--- Dataset records Enclosed Below ---
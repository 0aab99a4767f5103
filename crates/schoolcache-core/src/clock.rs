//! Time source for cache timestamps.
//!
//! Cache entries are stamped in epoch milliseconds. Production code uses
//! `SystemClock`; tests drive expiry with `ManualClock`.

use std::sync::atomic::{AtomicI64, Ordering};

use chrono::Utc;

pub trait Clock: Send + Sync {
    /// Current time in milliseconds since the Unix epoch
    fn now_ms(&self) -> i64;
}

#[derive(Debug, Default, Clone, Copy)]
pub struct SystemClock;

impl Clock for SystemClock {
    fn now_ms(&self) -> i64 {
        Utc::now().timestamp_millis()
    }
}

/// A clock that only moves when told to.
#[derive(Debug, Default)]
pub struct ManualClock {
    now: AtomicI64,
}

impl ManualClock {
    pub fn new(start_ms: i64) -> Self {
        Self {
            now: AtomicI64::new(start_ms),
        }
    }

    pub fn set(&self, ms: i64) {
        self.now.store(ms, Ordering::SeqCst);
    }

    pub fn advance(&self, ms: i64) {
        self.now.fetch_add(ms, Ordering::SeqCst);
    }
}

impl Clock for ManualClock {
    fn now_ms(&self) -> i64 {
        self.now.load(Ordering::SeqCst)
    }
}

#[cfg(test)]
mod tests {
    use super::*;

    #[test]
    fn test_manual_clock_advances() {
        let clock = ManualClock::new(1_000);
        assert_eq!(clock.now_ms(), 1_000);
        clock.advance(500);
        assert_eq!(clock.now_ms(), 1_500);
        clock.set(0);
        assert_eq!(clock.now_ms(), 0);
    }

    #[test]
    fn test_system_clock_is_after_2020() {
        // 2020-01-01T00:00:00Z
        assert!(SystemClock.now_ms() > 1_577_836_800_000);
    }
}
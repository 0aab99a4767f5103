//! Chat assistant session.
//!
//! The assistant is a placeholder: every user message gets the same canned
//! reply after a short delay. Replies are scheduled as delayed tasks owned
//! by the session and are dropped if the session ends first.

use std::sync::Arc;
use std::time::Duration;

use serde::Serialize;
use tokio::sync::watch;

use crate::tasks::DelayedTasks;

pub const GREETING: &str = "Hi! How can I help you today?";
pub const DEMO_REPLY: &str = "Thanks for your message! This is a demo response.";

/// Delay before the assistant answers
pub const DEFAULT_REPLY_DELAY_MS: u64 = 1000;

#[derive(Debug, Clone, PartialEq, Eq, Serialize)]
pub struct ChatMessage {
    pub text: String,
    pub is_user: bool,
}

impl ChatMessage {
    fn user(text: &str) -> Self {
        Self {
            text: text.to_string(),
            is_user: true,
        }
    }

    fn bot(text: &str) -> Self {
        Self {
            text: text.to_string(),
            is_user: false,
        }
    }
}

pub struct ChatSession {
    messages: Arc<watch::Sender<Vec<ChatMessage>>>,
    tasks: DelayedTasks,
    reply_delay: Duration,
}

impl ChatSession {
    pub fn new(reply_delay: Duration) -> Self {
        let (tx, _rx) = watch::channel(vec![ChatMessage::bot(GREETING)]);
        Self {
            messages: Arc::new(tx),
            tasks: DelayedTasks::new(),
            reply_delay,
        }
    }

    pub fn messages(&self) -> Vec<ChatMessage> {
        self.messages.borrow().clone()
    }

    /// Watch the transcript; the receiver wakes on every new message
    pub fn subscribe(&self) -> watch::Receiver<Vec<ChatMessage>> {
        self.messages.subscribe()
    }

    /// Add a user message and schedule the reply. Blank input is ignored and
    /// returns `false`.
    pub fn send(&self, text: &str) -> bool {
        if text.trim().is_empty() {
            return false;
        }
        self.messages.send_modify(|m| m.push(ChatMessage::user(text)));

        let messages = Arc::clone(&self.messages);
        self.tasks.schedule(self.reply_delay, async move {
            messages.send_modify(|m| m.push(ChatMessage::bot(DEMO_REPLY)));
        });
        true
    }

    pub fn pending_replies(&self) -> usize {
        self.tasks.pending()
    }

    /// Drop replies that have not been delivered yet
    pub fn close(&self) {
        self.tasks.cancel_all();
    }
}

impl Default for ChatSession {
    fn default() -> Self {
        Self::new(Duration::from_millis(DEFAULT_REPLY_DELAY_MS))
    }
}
--- End of Enclosed Dataset records ---
Exercise details: Retype every line of the listing exactly as it appears.

Solution for this task:
repository 0aab99a4767f5103
filename crates/schoolcache-core/src/clock.rs
//! Time source for cache timestamps.
//!
//! Cache entries are stamped in epoch milliseconds. Production code uses
//! `SystemClock`; tests drive expiry with `ManualClock`.

use std::sync::atomic::{AtomicI64, Ordering};

use chrono::Utc;

pub trait Clock: Send + Sync {
    /// Current time in milliseconds since the Unix epoch
    fn now_ms(&self) -> i64;
}

#[derive(Debug, Default, Clone, Copy)]
pub struct SystemClock;

impl Clock for SystemClock {
    fn now_ms(&self) -> i64 {
        Utc::now().timestamp_millis()
    }
}

/// A clock that only moves when told to.
#[derive(Debug, Default)]
pub struct ManualClock {
    now: AtomicI64,
}

impl ManualClock {
    pub fn new(start_ms: i64) -> Self {
        Self {
            now: AtomicI64::new(start_ms),
        }
    }

    pub fn set(&self, ms: i64) {
        self.now.store(ms, Ordering::SeqCst);
    }

    pub fn advance(&self, ms: i64) {
        self.now.fetch_add(ms, Ordering::SeqCst);
    }
}

impl Clock for ManualClock {
    fn now_ms(&self) -> i64 {
        self.now.load(Ordering::SeqCst)
    }
}

#[cfg(test)]
mod tests {
    use super::*;

    #[test]
    fn test_manual_clock_advances() {
        let clock = ManualClock::new(1_000);
        assert_eq!(clock.now_ms(), 1_000);
        clock.advance(500);
        assert_eq!(clock.now_ms(), 1_500);
        clock.set(0);
        assert_eq!(clock.now_ms(), 0);
    }

    #[test]
    fn test_system_clock_is_after_2020() {
        // 2020-01-01T00:00:00Z
        assert!(SystemClock.now_ms() > 1_577_836_800_000);
    }
}
repository 0aab99a4767f5103
//! Chat assistant session.
//!
//! The assistant is a placeholder: every user message gets the same canned
//! reply after a short delay. Replies are scheduled as delayed tasks owned
//! by the session and are dropped if the session ends first.

use std::sync::Arc;
use std::time::Duration;

use serde::Serialize;
use tokio::sync::watch;

use crate::tasks::DelayedTasks;

pub const GREETING: &str = "Hi! How can I help you today?";
pub const DEMO_REPLY: &str = "Thanks for your message! This is a demo response.";

/// Delay before the assistant answers
pub const DEFAULT_REPLY_DELAY_MS: u64 = 1000;

#[derive(Debug, Clone, PartialEq, Eq, Serialize)]
pub struct ChatMessage {
    pub text: String,
    pub is_user: bool,
}

impl ChatMessage {
    fn user(text: &str) -> Self {
        Self {
            text: text.to_string(),
            is_user: true,
        }
    }

    fn bot(text: &str) -> Self {
        Self {
            text: text.to_string(),
            is_user: false,
        }
    }
}

pub struct ChatSession {
    messages: Arc<watch::Sender<Vec<ChatMessage>>>,
    tasks: DelayedTasks,
    reply_delay: Duration,
}

impl ChatSession {
    pub fn new(reply_delay: Duration) -> Self {
        let (tx, _rx) = watch::channel(vec![ChatMessage::bot(GREETING)]);
        Self {
            messages: Arc::new(tx),
            tasks: DelayedTasks::new(),
            reply_delay,
        }
    }

    pub fn messages(&self) -> Vec<ChatMessage> {
        self.messages.borrow().clone()
    }

    /// Watch the transcript; the receiver wakes on every new message
    pub fn subscribe(&self) -> watch::Receiver<Vec<ChatMessage>> {
        self.messages.subscribe()
    }

    /// Add a user message and schedule the reply. Blank input is ignored and
    /// returns `false`.
    pub fn send(&self, text: &str) -> bool {
        if text.trim().is_empty() {
            return false;
        }
        self.messages.send_modify(|m| m.push(ChatMessage::user(text)));

        let messages = Arc::clone(&self.messages);
        self.tasks.schedule(self.reply_delay, async move {
            messages.send_modify(|m| m.push(ChatMessage::bot(DEMO_REPLY)));
        });
        true
    }

    pub fn pending_replies(&self) -> usize {
        self.tasks.pending()
    }

    /// Drop replies that have not been delivered yet
    pub fn close(&self) {
        self.tasks.cancel_all();
    }
}

impl Default for ChatSession {
    fn default() -> Self {
        Self::new(Duration::from_millis(DEFAULT_REPLY_DELAY_MS))
    }
}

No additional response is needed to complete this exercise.